-- TASK DETAILS --
Look through the listing and report every line that has "readable" in it.

-- EXERCISE INPUTS --
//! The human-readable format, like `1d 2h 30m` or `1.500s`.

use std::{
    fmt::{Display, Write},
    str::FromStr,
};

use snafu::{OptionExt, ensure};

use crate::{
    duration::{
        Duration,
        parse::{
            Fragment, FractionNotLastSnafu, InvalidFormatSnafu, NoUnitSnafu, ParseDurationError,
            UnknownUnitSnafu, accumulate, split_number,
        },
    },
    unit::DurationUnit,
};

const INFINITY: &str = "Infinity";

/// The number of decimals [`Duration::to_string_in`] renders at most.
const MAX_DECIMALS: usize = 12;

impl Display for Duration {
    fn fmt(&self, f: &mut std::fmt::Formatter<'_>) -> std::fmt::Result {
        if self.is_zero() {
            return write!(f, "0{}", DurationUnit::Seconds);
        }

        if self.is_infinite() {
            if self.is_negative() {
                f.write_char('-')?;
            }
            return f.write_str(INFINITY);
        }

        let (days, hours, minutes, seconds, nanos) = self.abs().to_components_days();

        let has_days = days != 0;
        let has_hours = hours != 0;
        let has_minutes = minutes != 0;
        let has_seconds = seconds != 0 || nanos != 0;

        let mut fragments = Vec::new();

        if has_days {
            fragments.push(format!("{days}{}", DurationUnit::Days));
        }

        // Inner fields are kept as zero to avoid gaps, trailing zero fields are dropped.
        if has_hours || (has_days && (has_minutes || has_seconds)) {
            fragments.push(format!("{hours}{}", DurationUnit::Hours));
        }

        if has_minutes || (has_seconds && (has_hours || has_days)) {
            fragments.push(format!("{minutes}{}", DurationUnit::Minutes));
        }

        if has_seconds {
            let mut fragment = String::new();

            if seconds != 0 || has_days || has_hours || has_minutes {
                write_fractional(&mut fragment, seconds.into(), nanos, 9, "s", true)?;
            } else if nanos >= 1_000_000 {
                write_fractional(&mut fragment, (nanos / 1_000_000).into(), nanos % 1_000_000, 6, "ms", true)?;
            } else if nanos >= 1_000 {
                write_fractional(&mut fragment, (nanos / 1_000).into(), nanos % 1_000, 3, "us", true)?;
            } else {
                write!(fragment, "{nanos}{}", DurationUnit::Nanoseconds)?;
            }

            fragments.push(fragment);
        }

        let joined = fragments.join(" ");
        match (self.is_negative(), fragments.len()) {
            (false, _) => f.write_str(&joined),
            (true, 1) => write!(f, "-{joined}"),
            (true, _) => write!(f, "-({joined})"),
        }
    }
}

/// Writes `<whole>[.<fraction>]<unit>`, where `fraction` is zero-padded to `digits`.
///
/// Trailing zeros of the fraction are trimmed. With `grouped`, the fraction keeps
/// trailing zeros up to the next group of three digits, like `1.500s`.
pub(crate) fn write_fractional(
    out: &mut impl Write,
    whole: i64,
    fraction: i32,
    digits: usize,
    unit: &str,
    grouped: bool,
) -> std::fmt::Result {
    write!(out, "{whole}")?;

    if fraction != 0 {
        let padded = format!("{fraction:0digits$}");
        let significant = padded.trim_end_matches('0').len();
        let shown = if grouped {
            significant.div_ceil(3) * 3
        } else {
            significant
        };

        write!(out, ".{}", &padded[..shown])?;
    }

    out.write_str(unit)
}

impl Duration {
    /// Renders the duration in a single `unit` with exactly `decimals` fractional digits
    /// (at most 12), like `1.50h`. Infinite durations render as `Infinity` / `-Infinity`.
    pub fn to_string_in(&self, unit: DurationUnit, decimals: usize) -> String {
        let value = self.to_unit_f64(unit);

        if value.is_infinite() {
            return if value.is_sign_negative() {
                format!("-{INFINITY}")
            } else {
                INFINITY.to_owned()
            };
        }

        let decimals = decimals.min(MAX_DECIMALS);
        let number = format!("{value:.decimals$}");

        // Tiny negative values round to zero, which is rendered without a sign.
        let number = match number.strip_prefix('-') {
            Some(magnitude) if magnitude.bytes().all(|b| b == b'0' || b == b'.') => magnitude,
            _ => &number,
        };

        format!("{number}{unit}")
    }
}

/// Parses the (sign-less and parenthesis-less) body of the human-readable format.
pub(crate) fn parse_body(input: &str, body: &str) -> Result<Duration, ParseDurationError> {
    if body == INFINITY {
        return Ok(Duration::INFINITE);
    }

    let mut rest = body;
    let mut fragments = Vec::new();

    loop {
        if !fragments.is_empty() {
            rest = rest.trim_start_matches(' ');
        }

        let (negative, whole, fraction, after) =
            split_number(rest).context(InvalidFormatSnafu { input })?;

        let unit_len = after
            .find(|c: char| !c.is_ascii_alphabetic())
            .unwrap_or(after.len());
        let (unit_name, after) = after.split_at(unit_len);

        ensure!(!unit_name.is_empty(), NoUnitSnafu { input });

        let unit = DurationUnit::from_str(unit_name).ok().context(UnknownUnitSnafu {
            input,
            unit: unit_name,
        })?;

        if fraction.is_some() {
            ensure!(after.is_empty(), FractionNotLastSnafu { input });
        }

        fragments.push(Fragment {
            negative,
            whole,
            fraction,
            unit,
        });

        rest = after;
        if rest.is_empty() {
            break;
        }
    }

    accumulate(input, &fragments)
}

* * *

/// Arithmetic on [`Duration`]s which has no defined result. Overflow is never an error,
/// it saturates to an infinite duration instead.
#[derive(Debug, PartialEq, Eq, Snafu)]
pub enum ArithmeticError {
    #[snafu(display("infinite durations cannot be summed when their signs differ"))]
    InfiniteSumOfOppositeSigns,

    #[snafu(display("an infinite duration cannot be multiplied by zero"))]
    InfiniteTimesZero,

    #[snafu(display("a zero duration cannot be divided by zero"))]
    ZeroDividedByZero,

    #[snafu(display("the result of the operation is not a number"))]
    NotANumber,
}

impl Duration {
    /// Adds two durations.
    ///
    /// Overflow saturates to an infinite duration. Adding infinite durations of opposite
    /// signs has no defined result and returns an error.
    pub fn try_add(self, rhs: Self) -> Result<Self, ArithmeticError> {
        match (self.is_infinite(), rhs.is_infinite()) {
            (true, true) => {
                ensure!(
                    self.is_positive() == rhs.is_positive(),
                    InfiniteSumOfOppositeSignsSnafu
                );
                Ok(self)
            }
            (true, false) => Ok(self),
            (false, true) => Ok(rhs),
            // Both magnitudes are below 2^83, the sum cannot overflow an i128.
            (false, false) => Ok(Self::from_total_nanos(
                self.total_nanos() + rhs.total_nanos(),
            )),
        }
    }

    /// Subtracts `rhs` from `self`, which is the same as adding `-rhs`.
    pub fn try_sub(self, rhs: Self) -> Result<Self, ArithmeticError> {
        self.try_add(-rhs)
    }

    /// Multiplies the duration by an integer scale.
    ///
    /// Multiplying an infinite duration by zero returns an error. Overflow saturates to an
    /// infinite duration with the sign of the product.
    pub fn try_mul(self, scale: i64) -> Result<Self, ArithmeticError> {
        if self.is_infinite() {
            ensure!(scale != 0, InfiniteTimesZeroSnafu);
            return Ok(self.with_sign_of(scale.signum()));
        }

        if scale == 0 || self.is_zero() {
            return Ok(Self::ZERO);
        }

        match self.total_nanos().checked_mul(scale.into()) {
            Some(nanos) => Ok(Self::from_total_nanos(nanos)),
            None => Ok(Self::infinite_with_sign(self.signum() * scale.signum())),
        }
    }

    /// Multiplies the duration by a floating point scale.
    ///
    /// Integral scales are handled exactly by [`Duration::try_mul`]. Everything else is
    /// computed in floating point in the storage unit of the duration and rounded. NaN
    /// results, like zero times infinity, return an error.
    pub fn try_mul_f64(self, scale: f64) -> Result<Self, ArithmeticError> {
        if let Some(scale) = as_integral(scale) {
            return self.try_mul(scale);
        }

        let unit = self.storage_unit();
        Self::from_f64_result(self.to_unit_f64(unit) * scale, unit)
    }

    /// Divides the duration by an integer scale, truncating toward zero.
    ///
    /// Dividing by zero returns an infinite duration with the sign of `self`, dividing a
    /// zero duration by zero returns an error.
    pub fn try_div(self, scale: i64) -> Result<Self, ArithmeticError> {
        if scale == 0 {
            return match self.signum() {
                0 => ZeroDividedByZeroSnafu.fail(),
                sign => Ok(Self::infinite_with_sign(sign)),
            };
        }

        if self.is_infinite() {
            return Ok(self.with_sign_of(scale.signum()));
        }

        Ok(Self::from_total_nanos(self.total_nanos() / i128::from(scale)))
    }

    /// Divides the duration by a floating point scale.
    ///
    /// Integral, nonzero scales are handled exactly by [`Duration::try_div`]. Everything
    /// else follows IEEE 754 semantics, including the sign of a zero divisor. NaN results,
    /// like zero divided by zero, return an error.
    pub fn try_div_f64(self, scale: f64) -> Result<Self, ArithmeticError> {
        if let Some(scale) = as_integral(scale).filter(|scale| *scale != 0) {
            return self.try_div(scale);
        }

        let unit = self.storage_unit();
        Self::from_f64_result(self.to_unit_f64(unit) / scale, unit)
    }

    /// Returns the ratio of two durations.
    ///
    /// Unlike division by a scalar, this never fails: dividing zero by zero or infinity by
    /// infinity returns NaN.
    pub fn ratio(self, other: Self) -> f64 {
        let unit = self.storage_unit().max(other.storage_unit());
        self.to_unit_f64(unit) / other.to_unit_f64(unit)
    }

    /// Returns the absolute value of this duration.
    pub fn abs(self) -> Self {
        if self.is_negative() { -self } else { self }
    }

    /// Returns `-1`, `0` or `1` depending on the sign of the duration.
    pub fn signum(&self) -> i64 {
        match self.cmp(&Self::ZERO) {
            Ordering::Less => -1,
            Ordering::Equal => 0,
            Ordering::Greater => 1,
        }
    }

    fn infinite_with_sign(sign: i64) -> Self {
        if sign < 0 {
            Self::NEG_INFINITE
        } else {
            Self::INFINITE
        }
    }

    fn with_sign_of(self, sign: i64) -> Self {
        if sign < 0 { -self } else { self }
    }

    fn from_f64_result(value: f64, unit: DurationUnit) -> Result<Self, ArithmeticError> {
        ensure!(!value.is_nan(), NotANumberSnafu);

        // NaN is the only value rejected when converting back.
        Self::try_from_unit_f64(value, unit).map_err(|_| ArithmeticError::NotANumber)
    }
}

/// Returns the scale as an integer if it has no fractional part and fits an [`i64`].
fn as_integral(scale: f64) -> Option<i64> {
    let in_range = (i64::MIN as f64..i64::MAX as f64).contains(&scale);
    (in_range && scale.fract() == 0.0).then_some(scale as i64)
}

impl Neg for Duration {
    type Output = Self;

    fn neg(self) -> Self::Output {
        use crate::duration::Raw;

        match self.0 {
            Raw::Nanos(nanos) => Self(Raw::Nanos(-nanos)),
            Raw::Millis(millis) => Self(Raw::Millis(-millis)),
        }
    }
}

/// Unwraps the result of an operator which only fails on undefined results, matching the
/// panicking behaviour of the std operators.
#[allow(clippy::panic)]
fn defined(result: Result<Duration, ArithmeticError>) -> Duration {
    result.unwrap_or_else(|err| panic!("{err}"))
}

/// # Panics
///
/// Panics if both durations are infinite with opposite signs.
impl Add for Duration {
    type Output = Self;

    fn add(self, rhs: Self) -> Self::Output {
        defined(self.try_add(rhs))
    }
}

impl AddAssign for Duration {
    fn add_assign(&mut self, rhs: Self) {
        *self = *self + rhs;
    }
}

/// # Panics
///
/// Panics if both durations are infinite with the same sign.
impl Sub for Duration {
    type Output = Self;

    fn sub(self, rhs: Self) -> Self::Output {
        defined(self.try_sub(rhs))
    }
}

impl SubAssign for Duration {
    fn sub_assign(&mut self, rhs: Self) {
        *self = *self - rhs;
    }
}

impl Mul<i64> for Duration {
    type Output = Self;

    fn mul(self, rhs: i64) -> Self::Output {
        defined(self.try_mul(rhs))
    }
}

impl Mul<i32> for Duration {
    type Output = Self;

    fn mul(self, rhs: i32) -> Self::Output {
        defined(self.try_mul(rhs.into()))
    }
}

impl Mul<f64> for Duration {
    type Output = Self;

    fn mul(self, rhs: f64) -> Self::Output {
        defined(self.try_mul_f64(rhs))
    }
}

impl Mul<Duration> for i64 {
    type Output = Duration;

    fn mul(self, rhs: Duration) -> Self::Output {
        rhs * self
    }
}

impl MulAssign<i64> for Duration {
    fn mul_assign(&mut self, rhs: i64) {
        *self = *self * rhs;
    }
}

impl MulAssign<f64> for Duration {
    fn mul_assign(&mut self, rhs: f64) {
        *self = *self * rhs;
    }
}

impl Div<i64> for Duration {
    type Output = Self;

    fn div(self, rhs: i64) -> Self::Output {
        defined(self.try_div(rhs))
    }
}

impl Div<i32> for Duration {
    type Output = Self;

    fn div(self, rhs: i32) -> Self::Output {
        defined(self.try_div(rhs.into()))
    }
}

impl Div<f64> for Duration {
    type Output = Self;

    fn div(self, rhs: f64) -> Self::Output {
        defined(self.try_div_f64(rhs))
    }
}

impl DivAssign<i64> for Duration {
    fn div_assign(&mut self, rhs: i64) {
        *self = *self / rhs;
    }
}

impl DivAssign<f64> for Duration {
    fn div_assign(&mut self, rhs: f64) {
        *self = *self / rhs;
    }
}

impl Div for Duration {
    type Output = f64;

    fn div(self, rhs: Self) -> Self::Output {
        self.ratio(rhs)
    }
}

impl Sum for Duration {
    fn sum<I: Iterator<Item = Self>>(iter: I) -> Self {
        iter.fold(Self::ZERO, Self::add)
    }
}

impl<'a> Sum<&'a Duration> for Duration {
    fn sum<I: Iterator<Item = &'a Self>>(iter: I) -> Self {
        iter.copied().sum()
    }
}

* * *

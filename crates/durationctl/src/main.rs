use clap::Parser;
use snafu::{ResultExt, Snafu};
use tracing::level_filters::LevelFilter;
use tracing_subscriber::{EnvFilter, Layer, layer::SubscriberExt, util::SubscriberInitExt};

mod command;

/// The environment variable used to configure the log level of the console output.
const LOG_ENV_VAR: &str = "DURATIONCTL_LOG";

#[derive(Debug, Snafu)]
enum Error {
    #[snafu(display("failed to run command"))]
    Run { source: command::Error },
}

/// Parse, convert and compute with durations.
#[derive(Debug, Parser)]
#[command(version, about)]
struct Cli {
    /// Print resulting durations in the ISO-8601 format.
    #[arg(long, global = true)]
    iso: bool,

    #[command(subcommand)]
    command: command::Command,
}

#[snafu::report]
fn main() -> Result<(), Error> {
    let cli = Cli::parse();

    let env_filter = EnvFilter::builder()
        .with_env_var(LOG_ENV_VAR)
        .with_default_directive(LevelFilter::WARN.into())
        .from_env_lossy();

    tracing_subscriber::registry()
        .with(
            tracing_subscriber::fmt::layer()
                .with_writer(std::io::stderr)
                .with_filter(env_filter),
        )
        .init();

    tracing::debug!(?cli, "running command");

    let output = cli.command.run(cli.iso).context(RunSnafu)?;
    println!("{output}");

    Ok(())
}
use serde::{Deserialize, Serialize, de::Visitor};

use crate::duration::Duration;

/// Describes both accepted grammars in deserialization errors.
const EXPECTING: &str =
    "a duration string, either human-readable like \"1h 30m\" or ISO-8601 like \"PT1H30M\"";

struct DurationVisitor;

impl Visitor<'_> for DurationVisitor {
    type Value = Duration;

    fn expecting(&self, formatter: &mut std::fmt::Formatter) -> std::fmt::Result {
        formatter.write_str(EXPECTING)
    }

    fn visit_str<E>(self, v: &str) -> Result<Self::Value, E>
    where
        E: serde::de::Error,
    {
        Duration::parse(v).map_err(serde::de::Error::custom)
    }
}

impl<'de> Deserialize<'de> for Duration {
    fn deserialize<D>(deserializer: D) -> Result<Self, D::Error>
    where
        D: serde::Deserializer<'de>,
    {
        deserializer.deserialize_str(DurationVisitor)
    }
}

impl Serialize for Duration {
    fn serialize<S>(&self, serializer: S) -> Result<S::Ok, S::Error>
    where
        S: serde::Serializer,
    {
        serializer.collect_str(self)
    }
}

-- RESULT OF THE TASK --
//! The human-readable format, like `1d 2h 30m` or `1.500s`.
/// Parses the (sign-less and parenthesis-less) body of the human-readable format.
    "a duration string, either human-readable like \"1h 30m\" or ISO-8601 like \"PT1H30M\"";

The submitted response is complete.